--- Data for this task ---
//! Simulation state and core entity types
//!
//! `SimState` owns every agent, food item and obstacle. Components borrow it
//! for the duration of a call and never hold on to references across ticks.

use glam::Vec2;
use rand::{Rng, SeedableRng};
use rand_pcg::Pcg32;
use serde::{Deserialize, Serialize};

use crate::config::{ObstacleSpec, SimParams, WorldConfig};
use crate::consts::*;

/// Stable handle for an agent; used for self-exclusion in neighbor queries
#[derive(Debug, Clone, Copy, PartialEq, Eq, Hash, PartialOrd, Ord, Serialize, Deserialize)]
pub struct AgentId(pub u32);

/// Stable handle for a food item
#[derive(Debug, Clone, Copy, PartialEq, Eq, Hash, PartialOrd, Ord, Serialize, Deserialize)]
pub struct FoodId(pub u32);

/// Anything with a position in the world
pub trait Positioned {
    fn position(&self) -> Vec2;
}

/// A flocking agent
#[derive(Debug, Clone)]
pub struct Agent {
    pub id: AgentId,
    pub position: Vec2,
    pub velocity: Vec2,
    /// Accumulated force / mass for the current tick
    pub acceleration: Vec2,
    pub mass: f32,
    /// 0 (starving) ..= 100 (fed)
    pub hunger: u32,
    /// Ticks since hunger last decreased
    pub hunger_timer: u32,
    /// Food detection radius
    pub sensing_radius: f32,
}

impl Agent {
    pub fn new(id: AgentId, position: Vec2, velocity: Vec2) -> Self {
        Self {
            id,
            position,
            velocity,
            acceleration: Vec2::ZERO,
            mass: AGENT_MASS,
            hunger: HUNGER_START,
            hunger_timer: 0,
            sensing_radius: SENSING_RADIUS,
        }
    }

    /// Accumulate a steering force into acceleration
    #[inline]
    pub fn apply_force(&mut self, force: Vec2) {
        self.acceleration += force / self.mass;
    }

    /// Whether hunger is at or below the foraging threshold
    pub fn is_hungry(&self, config: &WorldConfig) -> bool {
        self.hunger <= config.hunger_threshold
    }
}

impl Positioned for Agent {
    fn position(&self) -> Vec2 {
        self.position
    }
}

/// A food item dropped into the world
#[derive(Debug, Clone)]
pub struct Food {
    pub id: FoodId,
    pub position: Vec2,
    pub radius: f32,
    /// Eaten during the current tick; removed once the agent pass ends
    pub consumed: bool,
}

impl Food {
    pub fn new(id: FoodId, position: Vec2) -> Self {
        Self {
            id,
            position,
            radius: FOOD_RADIUS,
            consumed: false,
        }
    }

    /// Distance below which an agent eats this item
    pub fn consume_distance(&self) -> f32 {
        self.radius * FOOD_CONSUME_FACTOR
    }
}

impl Positioned for Food {
    fn position(&self) -> Vec2 {
        self.position
    }
}

/// A static axis-aligned obstacle
#[derive(Debug, Clone, Copy, PartialEq, Serialize, Deserialize)]
pub struct Obstacle {
    pub position: Vec2,
    pub half_extents: Vec2,
}

impl Obstacle {
    pub fn new(position: Vec2, half_extents: Vec2) -> Self {
        Self {
            position,
            half_extents,
        }
    }

    /// Radius of the circle used to approximate the footprint
    pub fn avoidance_radius(&self) -> f32 {
        self.half_extents.length()
    }
}

impl From<ObstacleSpec> for Obstacle {
    fn from(spec: ObstacleSpec) -> Self {
        Self::new(spec.center, spec.half_extents)
    }
}

/// Complete simulation state
#[derive(Debug, Clone)]
pub struct SimState {
    /// Current behavior parameters; snapshotted at the start of each tick
    pub config: WorldConfig,
    /// Agents in update order
    pub agents: Vec<Agent>,
    /// Live food, in spawn order
    pub foods: Vec<Food>,
    /// Fixed at construction
    obstacles: Vec<Obstacle>,
    /// Ticks completed
    pub time_ticks: u64,
    /// Next food ID
    next_food_id: u32,
}

impl SimState {
    /// Build a world from params, seeding the RNG from `params.seed`
    pub fn new(params: &SimParams) -> Self {
        let mut rng = Pcg32::seed_from_u64(params.seed);
        Self::with_rng(params, &mut rng)
    }

    /// Build a world drawing the initial population from `rng`
    pub fn with_rng<R: Rng>(params: &SimParams, rng: &mut R) -> Self {
        let config = params.world;
        let speed = config.max_speed;
        let agents = (0..params.agent_count)
            .map(|i| {
                let position = Vec2::new(
                    rng.random_range(0.0..=config.world_width),
                    rng.random_range(0.0..=config.world_height),
                );
                let velocity = Vec2::new(
                    rng.random_range(-speed..=speed),
                    rng.random_range(-speed..=speed),
                );
                let mut agent = Agent::new(AgentId(i as u32), position, velocity);
                agent.mass = params.agent_mass;
                agent.sensing_radius = params.sensing_radius;
                agent
            })
            .collect();

        log::info!(
            "World {}x{} with {} agents, {} obstacles (seed {})",
            config.world_width,
            config.world_height,
            params.agent_count,
            params.obstacles.len(),
            params.seed
        );

        Self {
            config,
            agents,
            foods: Vec::new(),
            obstacles: params.obstacles.iter().copied().map(Obstacle::from).collect(),
            time_ticks: 0,
            next_food_id: 1,
        }
    }

    /// Build a world from explicit parts (no random placement)
    pub fn from_parts(config: WorldConfig, agents: Vec<Agent>, obstacles: Vec<Obstacle>) -> Self {
        Self {
            config,
            agents,
            foods: Vec::new(),
            obstacles,
            time_ticks: 0,
            next_food_id: 1,
        }
    }

    pub fn obstacles(&self) -> &[Obstacle] {
        &self.obstacles
    }

    /// Drop a food item at `position`; returns its ID
    pub fn spawn_food(&mut self, position: Vec2) -> FoodId {
        let id = FoodId(self.next_food_id);
        self.next_food_id += 1;
        self.foods.push(Food::new(id, position));
        log::debug!("Food {} spawned at ({:.1}, {:.1})", id.0, position.x, position.y);
        id
    }

    /// Look up an agent by handle
    pub fn agent(&self, id: AgentId) -> Option<&Agent> {
        self.agents.iter().find(|a| a.id == id)
    }

    /// Drop food marked as consumed during the last agent pass
    pub(crate) fn compact_foods(&mut self) {
        self.foods.retain(|f| !f.consumed);
    }

    /// Read-only view for the presentation layer
    pub fn snapshot(&self) -> WorldSnapshot {
        WorldSnapshot {
            tick: self.time_ticks,
            agents: self
                .agents
                .iter()
                .map(|a| AgentView {
                    id: a.id,
                    position: a.position,
                    velocity: a.velocity,
                    hunger: a.hunger,
                    hungry: a.is_hungry(&self.config),
                })
                .collect(),
            foods: self
                .foods
                .iter()
                .filter(|f| !f.consumed)
                .map(|f| FoodView {
                    id: f.id,
                    position: f.position,
                    radius: f.radius,
                })
                .collect(),
            obstacles: self.obstacles.clone(),
        }
    }
}

/// Per-agent output for presentation
#[derive(Debug, Clone, PartialEq, Serialize, Deserialize)]
pub struct AgentView {
    pub id: AgentId,
    pub position: Vec2,
    pub velocity: Vec2,
    pub hunger: u32,
    /// Selects the hungry sprite
    pub hungry: bool,
}

#[derive(Debug, Clone, PartialEq, Serialize, Deserialize)]
pub struct FoodView {
    pub id: FoodId,
    pub position: Vec2,
    pub radius: f32,
}

/// Everything the presentation layer may read after a tick
#[derive(Debug, Clone, PartialEq, Serialize, Deserialize)]
pub struct WorldSnapshot {
    pub tick: u64,
    pub agents: Vec<AgentView>,
    pub foods: Vec<FoodView>,
    pub obstacles: Vec<Obstacle>,
}
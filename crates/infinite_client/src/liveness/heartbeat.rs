use super::{Countdowns, LivenessPolicy, LivenessTick};
use std::time::Duration;
use tokio::time::Instant;
use tracing::{trace, warn};

/// Fixed-interval ping/pong heartbeat.
///
/// Every tick asks for a `ping`; the round stalls once nothing (pong or game
/// activity) has been heard for `timeout`. No countdowns are shown.
#[derive(Debug, Clone)]
pub struct HeartbeatMonitor {
    interval: Duration,
    timeout: Duration,
    last_heard: Instant,
    stalled: bool,
}

impl HeartbeatMonitor {
    /// Creates a heartbeat whose clock starts at `now`.
    pub fn new(interval: Duration, timeout: Duration, now: Instant) -> Self {
        Self {
            interval,
            timeout,
            last_heard: now,
            stalled: false,
        }
    }
}

impl LivenessPolicy for HeartbeatMonitor {
    fn on_activity_observed(&mut self, now: Instant) {
        if !self.stalled {
            self.last_heard = now;
        }
    }

    fn on_pong(&mut self, now: Instant) {
        trace!("Pong received");
        self.on_activity_observed(now);
    }

    fn tick(&mut self, now: Instant, _local_turn: bool) -> LivenessTick {
        if self.stalled {
            return LivenessTick::default();
        }

        let silence = now.saturating_duration_since(self.last_heard);
        if silence >= self.timeout {
            warn!(silence_ms = silence.as_millis() as u64, "Heartbeat lost");
            self.stalled = true;
            return LivenessTick {
                countdowns: Countdowns::CLEAR,
                stalled: true,
                ping: false,
            };
        }

        LivenessTick {
            countdowns: Countdowns::CLEAR,
            stalled: false,
            ping: true,
        }
    }

    fn is_stalled(&self) -> bool {
        self.stalled
    }

    fn force_stall(&mut self) -> bool {
        !std::mem::replace(&mut self.stalled, true)
    }

    fn poll_interval(&self) -> Duration {
        self.interval
    }

    fn countdowns(&self) -> Countdowns {
        Countdowns::CLEAR
    }
}

#[cfg(test)]
mod tests {
    use super::*;

    #[test]
    fn pings_until_pongs_stop() {
        let start = Instant::now();
        let mut hb = HeartbeatMonitor::new(Duration::from_secs(1), Duration::from_secs(5), start);

        assert!(hb.tick(start + Duration::from_secs(1), true).ping);
        hb.on_pong(start + Duration::from_secs(1));
        assert!(hb.tick(start + Duration::from_secs(5), true).ping);

        let lost = hb.tick(start + Duration::from_secs(6), true);
        assert!(lost.stalled);
        assert!(!lost.ping);
        assert!(!hb.tick(start + Duration::from_secs(7), true).stalled);
    }
}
---
When a line in the records contains the string "HeartbeatMonitor", it counts; state how many lines count, with no other words.

4